Mr Charman was summarily dismissed by John Lewis on 13 March 2010. He appealed and the appeal hearing took place on 24 May. On 28 June, he was sent a letter dismissing the appeal but, as he was abroad at the time, he did not find out about the dismissal until mid-July. On 21 July, Mr Charman presented a claim to the employment tribunal. The three-month time limit for presenting an unfair dismissal claim had expired on 12 June and the question arose as to whether or not the tribunal had jurisdiction to hear the claim.


The employment tribunal held that it had not been reasonably practicable for Mr Charman to present a claim before the determination of his appeal and that he had presented the claim within a reasonable period after the determination of the appeal. The tribunal found that it had jurisdiction to hear the claim. John Lewis appealed. The EAT upheld the tribunal’s decision. An out-of-time unfair dismissal claim can proceed only if:

  • the tribunal is satisfied that it was not reasonably practicable for the complaint to be presented before the end of the three-month period; and
  • the claim was presented within a further period that the tribunal considers reasonable.

The EAT said that the starting point is that, if an employee is reasonably ignorant of the time limit, it cannot be said to be reasonably practicable for him to comply with it. In this case, Mr Charman was ignorant of the time limit; the question is whether or not that ignorance was reasonable. That is a question of fact for the employment tribunal to determine. A claimant’s ignorance will not be reasonable if he or she ought reasonably to have made enquiries about how to bring a tribunal claim before the relevant time limit expired.

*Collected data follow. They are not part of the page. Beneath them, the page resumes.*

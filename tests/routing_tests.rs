//! Root route table, middleware and the debug toolbar

use crate::common::*;
use rstest::*;
use storepify::config::urls::build_admin_site;
use storepify::apps::store::StoreModels;
use storepify_http::{Method, Request, StatusCode, respond};

#[rstest]
#[tokio::test]
async fn test_playground_hello(#[future] app: TestApp) {
	let app = app.await;
	let coffee = add_collection(&app.db, "Coffee").await;
	add_product(&app.db, "Espresso", 1, coffee).await;
	add_product(&app.db, "Lungo", 1, coffee).await;

	let response = app.get("/test/hello/", None).await;
	assert_eq!(response.status, StatusCode::OK);
	let body = response.body_json().unwrap();
	assert_eq!(body["message"], "Hello from Storepify!");
	assert_eq!(body["product_count"], 2);
}

#[rstest]
#[tokio::test]
async fn test_named_routes(#[future] app: TestApp) {
	let app = app.await;
	let router = &app.app.router;

	assert_eq!(router.reverse("store:product-list", &[]).unwrap(), "/store/products/");
	assert_eq!(
		router.reverse("store:collection-detail", &[("id", "4")]).unwrap(),
		"/store/collections/4/"
	);
	assert_eq!(router.reverse("users:me", &[]).unwrap(), "/auth/users/me/");
	assert_eq!(router.reverse("jwt:create", &[]).unwrap(), "/auth/jwt/create/");
	assert_eq!(router.reverse("playground:hello", &[]).unwrap(), "/test/hello/");
	assert_eq!(router.reverse("admin:index", &[]).unwrap(), "/admin/");
}

#[rstest]
#[tokio::test]
async fn test_missing_slash_and_unknown_paths(#[future] app: TestApp) {
	let app = app.await;

	let response = app.get("/store/products", None).await;
	assert_eq!(response.status, StatusCode::MOVED_PERMANENTLY);
	assert_eq!(response.headers["location"], "/store/products/");

	let response = app.get("/store/nothing-here/", None).await;
	assert_eq!(response.status, StatusCode::NOT_FOUND);

	let response = app.get("/auth/jwt/create/", None).await;
	assert_eq!(response.status, StatusCode::METHOD_NOT_ALLOWED);
}

#[rstest]
#[tokio::test]
async fn test_disallowed_host(#[future] app: TestApp) {
	let app = app.await;
	let request = Request::builder()
		.method(Method::GET)
		.uri("/test/hello/")
		.header("host", "evil.example")
		.build()
		.unwrap();
	let response = respond(app.app.handler().as_ref(), request).await;
	assert_eq!(response.status, StatusCode::BAD_REQUEST);
}

#[rstest]
#[tokio::test]
async fn test_toolbar_only_in_debug(#[future] app: TestApp) {
	let app = app.await;
	assert!(app.app.toolbar.is_none());
	let response = app.get("/__debug__/", None).await;
	assert_eq!(response.status, StatusCode::NOT_FOUND);
}

#[rstest]
#[tokio::test]
async fn test_toolbar_records_store_queries() {
	let app = test_app(settings(true)).await;
	let coffee = add_collection(&app.db, "Coffee").await;
	add_product(&app.db, "Espresso", 1, coffee).await;

	let response = app.get("/store/products/", None).await;
	assert_eq!(response.status, StatusCode::OK);
	let id = response.headers["x-debug-toolbar-id"].to_str().unwrap().to_string();

	let body = app.get("/__debug__/", None).await.body_json().unwrap();
	let requests = body["requests"].as_array().unwrap();
	assert_eq!(requests.len(), 1);
	assert_eq!(requests[0]["path"], "/store/products/");
	assert_eq!(requests[0]["query_count"], 2);

	let body = app.get(&format!("/__debug__/{id}/"), None).await.body_json().unwrap();
	let sql = body["panels"]
		.as_array()
		.unwrap()
		.iter()
		.find(|panel| panel["panel_id"] == "sql")
		.unwrap();
	assert_eq!(sql["data"]["total_queries"], 2);
}

#[rstest]
fn test_admin_site_passes_checks() {
	let site = build_admin_site(&StoreModels::new(), &settings(false)).unwrap();
	assert_eq!(site.model_admins().count(), 4);
}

The employment judge’s finding that it was reasonable in the circumstances for Mr Charman to defer investigating the possibility of taking legal action until after the outcome of the appeal was not perverse and could not be interfered with. In the circumstances, the judge’s finding that it was not reasonably practicable for the claim to be submitted before 21 July was “somewhat on the generous side” in respect of the further delay after the appeal decision, but also not perverse.


It will be rare that an individual will be able to rely solely on awaiting the outcome of an internal process to justify a delay in submitting a tribunal claim. There is clear authority that it will generally be reasonably practicable for an employee to commence tribunal proceedings while an internal appeal is pending.

However, the question is ultimately whether or not the individual was aware of the time limit for bringing a claim and, if not, whether or not that lack of awareness is reasonable. Where the individual has taken advice, whether from a lawyer or a trade union, he or she will generally be treated as being aware of the time limit.

In cases where the individual has received no advice, the reasonableness of lack of knowledge of the time limit for bringing a claim will depend on the particular circumstances. Reasonable practicability is a question of fact, so it is important that respondents take time to challenge any submissions made by a claimant that he or she was unaware of the relevant time limits involved, as the employment tribunal’s decision in this regard will be difficult to appeal once determined.

Sandra Wallace, employment practice, DLA Piper

Practical guidance from XpertHR on tribunal time limits

Comments are closed.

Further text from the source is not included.